• _TASK TO CARRY OUT_: In the data below, find the line that contains "from the output." and the line that contains "the command arguments.". Copy both, plus every line between them, exactly.
Start of Block
//! FFmpeg command builder and runner helpers.

use std::path::{Path, PathBuf};
use std::time::Duration;

use crate::error::{MediaError, MediaResult};
use crate::runner::{CommandOutput, CommandRunner};

/// Maximum stderr characters kept in error values.
const STDERR_TAIL_CHARS: usize = 500;

/// One `-i` input with the arguments that precede it.
#[derive(Debug, Clone)]
struct FfmpegInput {
    args: Vec<String>,
    source: String,
}

/// Builder for FFmpeg commands with any number of inputs.
#[derive(Debug, Clone)]
pub struct FfmpegCommand {
    inputs: Vec<FfmpegInput>,
    /// Output file path
    output: PathBuf,
    /// Output arguments (after the last -i)
    output_args: Vec<String>,
    /// Whether to overwrite output
    overwrite: bool,
    /// Log level
    log_level: String,
}

impl FfmpegCommand {
    /// Create a new FFmpeg command writing to `output`.
    pub fn new(output: impl AsRef<Path>) -> Self {
        Self {
            inputs: Vec::new(),
            output: output.as_ref().to_path_buf(),
            output_args: Vec::new(),
            overwrite: true,
            log_level: "error".to_string(),
        }
    }

    /// Add a file input.
    pub fn input(self, path: impl AsRef<Path>) -> Self {
        self.input_with(Vec::<String>::new(), path)
    }

    /// Add a file input preceded by input arguments (e.g. `-hwaccel cuda`).
    pub fn input_with<I, S>(mut self, args: I, path: impl AsRef<Path>) -> Self
    where
        I: IntoIterator<Item = S>,
        S: Into<String>,
    {
        self.inputs.push(FfmpegInput {
            args: args.into_iter().map(Into::into).collect(),
            source: path.as_ref().to_string_lossy().to_string(),
        });
        self
    }

    /// Add a lavfi generator input such as `anullsrc=r=44100:cl=mono`.
    pub fn lavfi_input(mut self, graph: impl Into<String>) -> Self {
        self.inputs.push(FfmpegInput {
            args: vec!["-f".to_string(), "lavfi".to_string()],
            source: graph.into(),
        });
        self
    }

    /// Add a concat-demuxer list file input.
    pub fn concat_list_input(mut self, list: impl AsRef<Path>) -> Self {
        self.inputs.push(FfmpegInput {
            args: vec![
                "-f".to_string(),
                "concat".to_string(),
                "-safe".to_string(),
                "0".to_string(),
            ],
            source: list.as_ref().to_string_lossy().to_string(),
        });
        self
    }

    /// Add output arguments (after the last -i).
    pub fn output_arg(mut self, arg: impl Into<String>) -> Self {
        self.output_args.push(arg.into());
        self
    }

    /// Add multiple output arguments.
    pub fn output_args<I, S>(mut self, args: I) -> Self
    where
        I: IntoIterator<Item = S>,
        S: Into<String>,
    {
        self.output_args.extend(args.into_iter().map(Into::into));
        self
    }

    /// Limit output duration.
    pub fn duration(self, seconds: f64) -> Self {
        self.output_arg("-t").output_arg(format!("{:.3}", seconds))
    }

    /// Set video filter.
    pub fn video_filter(self, filter: impl Into<String>) -> Self {
        self.output_arg("-vf").output_arg(filter)
    }

    /// Set filter complex.
    pub fn filter_complex(self, filter: impl Into<String>) -> Self {
        self.output_arg("-filter_complex").output_arg(filter)
    }

    /// Map a stream or filter label into the output.
    pub fn map(self, spec: impl Into<String>) -> Self {
        self.output_arg("-map").output_arg(spec)
    }

    /// Drop audio from the output.
    pub fn no_audio(self) -> Self {
        self.output_arg("-an")
    }

    /// Copy streams without re-encoding.
    pub fn stream_copy(self) -> Self {
        self.output_arg("-c").output_arg("copy")
    }

    /// Move the moov atom to the front for streaming playback.
    pub fn faststart(self) -> Self {
        self.output_arg("-movflags").output_arg("+faststart")
    }

    /// Set log level.
    pub fn log_level(mut self, level: impl Into<String>) -> Self {
        self.log_level = level.into();
        self
    }

    pub fn output_path(&self) -> &Path {
        &self.output
    }

    /// Build the command arguments.
    pub fn build_args(&self) -> Vec<String> {
        let mut args = Vec::new();

        if self.overwrite {
            args.push("-y".to_string());
        }

        args.push("-hide_banner".to_string());
        args.push("-v".to_string());
        args.push(self.log_level.clone());

        for input in &self.inputs {
            args.extend(input.args.iter().cloned());
            args.push("-i".to_string());
            args.push(input.source.clone());
        }

        args.extend(self.output_args.iter().cloned());
        args.push(self.output.to_string_lossy().to_string());

        args
    }
}

/// Run an FFmpeg command, turning a non-zero exit into [`MediaError::FfmpegFailed`].
pub async fn run_ffmpeg(
    runner: &dyn CommandRunner,
    cmd: &FfmpegCommand,
    timeout: Duration,
) -> MediaResult<CommandOutput> {
    let output = runner.run("ffmpeg", &cmd.build_args(), timeout).await?;
    if !output.success() {
        return Err(MediaError::ffmpeg_failed(
            format!(
                "ffmpeg exited with {:?} writing {}",
                output.exit_code,
                cmd.output_path().display()
            ),
            Some(output.stderr_tail(STDERR_TAIL_CHARS)),
            output.exit_code,
        ));
    }
    Ok(output)
}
End of Block
• _WRITTEN RESPONSE_:
    /// Drop audio from the output.
    pub fn no_audio(self) -> Self {
        self.output_arg("-an")
    }

    /// Copy streams without re-encoding.
    pub fn stream_copy(self) -> Self {
        self.output_arg("-c").output_arg("copy")
    }

    /// Move the moov atom to the front for streaming playback.
    pub fn faststart(self) -> Self {
        self.output_arg("-movflags").output_arg("+faststart")
    }

    /// Set log level.
    pub fn log_level(mut self, level: impl Into<String>) -> Self {
        self.log_level = level.into();
        self
    }

    pub fn output_path(&self) -> &Path {
        &self.output
    }

    /// Build the command arguments.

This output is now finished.